Phil has been making predictions since 1887, but groundhog-watching goes back much further: the Pennsylvania Dutch brought over the tradition from Germany, where it has roots in the ancient Celtic rite of Imbolc (Feb. 1) and the Christian holy day of Candlemas (Feb. 2). An 1841 account from a Pennsylvanian diarist describes Candlemas as “the day on which, according to the Germans, the ground-hog peeps out of his winter quarters.” From Pennsylvania, the holiday has been awkwardly franchised across the country. This year, Atlanta’s General Beauregard Lee, namesake of not one but two Confederate generals, emerged from a plantation-house-style enclosure to predict the weather. Birmingham Bill slept through the holiday for the fourth straight time, forcing an opossum named Birmingham Jill to step in. Nebraska’s Unadilla Bill is just a taxidermied groundhog duct-taped to the hood of a Ford Falcon; it is unclear how he reaches a verdict. (There are many, many more: Balzac Billy, Queen Charlotte, Buckeye Chuck, Chesapeake Chuck, Chuckles IX, Chattanooga Chuck, Staten Island Chuck, Dunkirk Dave, Fred la marmotte, French Creek Freddie, Grover the Groundhog, Jimmy, Milltown Mel, Octorora Orphie, Pierre C. Shadeaux, Shubenacadie Sam, Sir Walter Wally, Woodstock Willie, Wiarton Willie, etc.)
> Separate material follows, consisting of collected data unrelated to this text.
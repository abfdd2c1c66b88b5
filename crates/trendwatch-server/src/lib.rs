//! Service shell around `trendwatch-core`: HTTP reader, daemon wiring and
//! settings administration.

pub mod admin;
pub mod daemon;
pub mod http;
pub mod tracing_setup;

pub use daemon::{run_daemon, PostInput};
pub use http::{router, HttpState};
This proliferation of groundhogs likely has less to do with Big Chill & co. than with the enduring popularity of the 1993 film Groundhog Day, in which Bill Murray plays a weatherman stuck in a time loop while on assignment in Punxsutawney. “Groundhog Day,” of course, now mainly refers to the movie’s central conceit, a holding pattern that’s some combination of Camus’s Myth of Sisyphus and the forty-hour workweek. It has also been particularly applicable to homebound pandemic life, something that Dan “Moonshine” McGinley noted at the beginning of this year’s Punxsy proceedings.

The US is a land of silly holidays, but few are more American than Groundhog Day, an obscure European religious tradition commercialized into a corny pageant and later rebranded by Hollywood into shorthand for a suicide-inducing feeling of malaise. (In some ways it’s a comedic foil to Thanksgiving, which is also a European religious tradition commercialized into a corny pageant, except that pageant involves kids dressing up as caricatures of the people their forefathers dispossessed.)
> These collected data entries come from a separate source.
use std::collections::BTreeSet;
use std::path::Path;
use std::sync::Arc;

use chrono::{DateTime, Utc};
use parking_lot::Mutex;
use rusqlite::{params, Connection, OptionalExtension};

use super::{StoreError, TermStore};
use crate::models::{Settings, TermEvent, TermKind};

const SCHEMA: &str = r#"
CREATE TABLE IF NOT EXISTS terms (
    id INTEGER PRIMARY KEY AUTOINCREMENT,
    text TEXT NOT NULL,
    kind TEXT NOT NULL,
    languages TEXT NOT NULL,
    created_at INTEGER NOT NULL
);
CREATE INDEX IF NOT EXISTS idx_terms_kind_created ON terms(kind, created_at);
CREATE INDEX IF NOT EXISTS idx_terms_created ON terms(created_at);
CREATE TABLE IF NOT EXISTS settings (
    id INTEGER PRIMARY KEY CHECK (id = 1),
    json TEXT NOT NULL
);
"#;

/// SQLite-backed [`TermStore`]. Timestamps are stored as Unix millis.
#[derive(Clone)]
pub struct SqliteStore {
    conn: Arc<Mutex<Connection>>,
}

impl SqliteStore {
    pub fn open<P: AsRef<Path>>(db_path: P) -> Result<Self, StoreError> {
        let db_path = db_path.as_ref();
        if let Some(parent) = db_path.parent() {
            std::fs::create_dir_all(parent).ok();
        }

        let conn = Connection::open(db_path)?;
        conn.execute_batch("PRAGMA journal_mode=WAL; PRAGMA synchronous=NORMAL;")?;
        Self::with_connection(conn)
    }

    /// In-memory store, used in tests
    pub fn open_in_memory() -> Result<Self, StoreError> {
        Self::with_connection(Connection::open_in_memory()?)
    }

    fn with_connection(conn: Connection) -> Result<Self, StoreError> {
        conn.execute_batch(SCHEMA)?;
        Ok(Self {
            conn: Arc::new(Mutex::new(conn)),
        })
    }

    pub fn count_terms(&self) -> Result<usize, StoreError> {
        let conn = self.conn.lock();
        let count: i64 = conn.query_row("SELECT COUNT(*) FROM terms", [], |row| row.get(0))?;
        Ok(count as usize)
    }
}

fn encode_languages(languages: &BTreeSet<String>) -> String {
    languages.iter().cloned().collect::<Vec<_>>().join(",")
}

fn decode_languages(raw: &str) -> BTreeSet<String> {
    raw.split(',')
        .filter(|lang| !lang.is_empty())
        .map(str::to_string)
        .collect()
}

impl TermStore for SqliteStore {
    fn insert(&self, event: &TermEvent) -> Result<(), StoreError> {
        let conn = self.conn.lock();
        conn.execute(
            "INSERT INTO terms (text, kind, languages, created_at) VALUES (?1, ?2, ?3, ?4)",
            params![
                event.text,
                event.kind.as_str(),
                encode_languages(&event.languages),
                event.created_at.timestamp_millis()
            ],
        )?;
        Ok(())
    }

    fn query(&self, kind: TermKind, since: DateTime<Utc>) -> Result<Vec<TermEvent>, StoreError> {
        let conn = self.conn.lock();
        let mut stmt = conn.prepare_cached(
            "SELECT text, kind, languages, created_at
             FROM terms
             WHERE kind = ?1 AND created_at >= ?2
             ORDER BY id ASC",
        )?;

        let rows = stmt
            .query_map(params![kind.as_str(), since.timestamp_millis()], |row| {
                Ok((
                    row.get::<_, String>(0)?,
                    row.get::<_, String>(1)?,
                    row.get::<_, String>(2)?,
                    row.get::<_, i64>(3)?,
                ))
            })?
            .collect::<Result<Vec<_>, _>>()?;

        rows.into_iter()
            .map(|(text, kind, languages, created_at)| {
                let kind = kind
                    .parse::<TermKind>()
                    .map_err(|_| StoreError::InvalidKind(kind))?;
                let created_at = DateTime::<Utc>::from_timestamp_millis(created_at)
                    .ok_or(StoreError::InvalidTimestamp(created_at))?;
                Ok(TermEvent {
                    text,
                    kind,
                    languages: decode_languages(&languages),
                    created_at,
                })
            })
            .collect()
    }

    fn delete_before(&self, cutoff: DateTime<Utc>) -> Result<usize, StoreError> {
        let conn = self.conn.lock();
        let deleted = conn.execute(
            "DELETE FROM terms WHERE created_at < ?1",
            params![cutoff.timestamp_millis()],
        )?;
        Ok(deleted)
    }

    fn load_settings(&self) -> Result<Settings, StoreError> {
        let conn = self.conn.lock();
        let stored: Option<String> = conn
            .query_row("SELECT json FROM settings WHERE id = 1", [], |row| row.get(0))
            .optional()?;

        match stored {
            Some(json) => Ok(serde_json::from_str(&json)?),
            None => {
                let settings = Settings::default();
                conn.execute(
                    "INSERT OR IGNORE INTO settings (id, json) VALUES (1, ?1)",
                    params![serde_json::to_string(&settings)?],
                )?;
                tracing::info!("Created default settings row");
                Ok(settings)
            }
        }
    }

    fn save_settings(&self, settings: &Settings) -> Result<(), StoreError> {
        let json = serde_json::to_string(settings)?;
        let conn = self.conn.lock();
        conn.execute(
            "INSERT INTO settings (id, json) VALUES (1, ?1)
             ON CONFLICT(id) DO UPDATE SET json = excluded.json",
            params![json],
        )?;
        Ok(())
    }
}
Last year the president of PETA suggested that an AI groundhog “could keep Punxsutawney at the center of Groundhog Day but in a much more progressive way,” which sounds expensive but also ruins another aspect of the holiday, which is that everyone is in on the joke. We already have an AI groundhog; it’s called numerical weather prediction, and it’s part of the reason that five-day weather forecasts have 90 percent accuracy. Gathering around a groundhog to celebrate its dumb, animal movements is fun and funny in part because we have absolutely no use for it.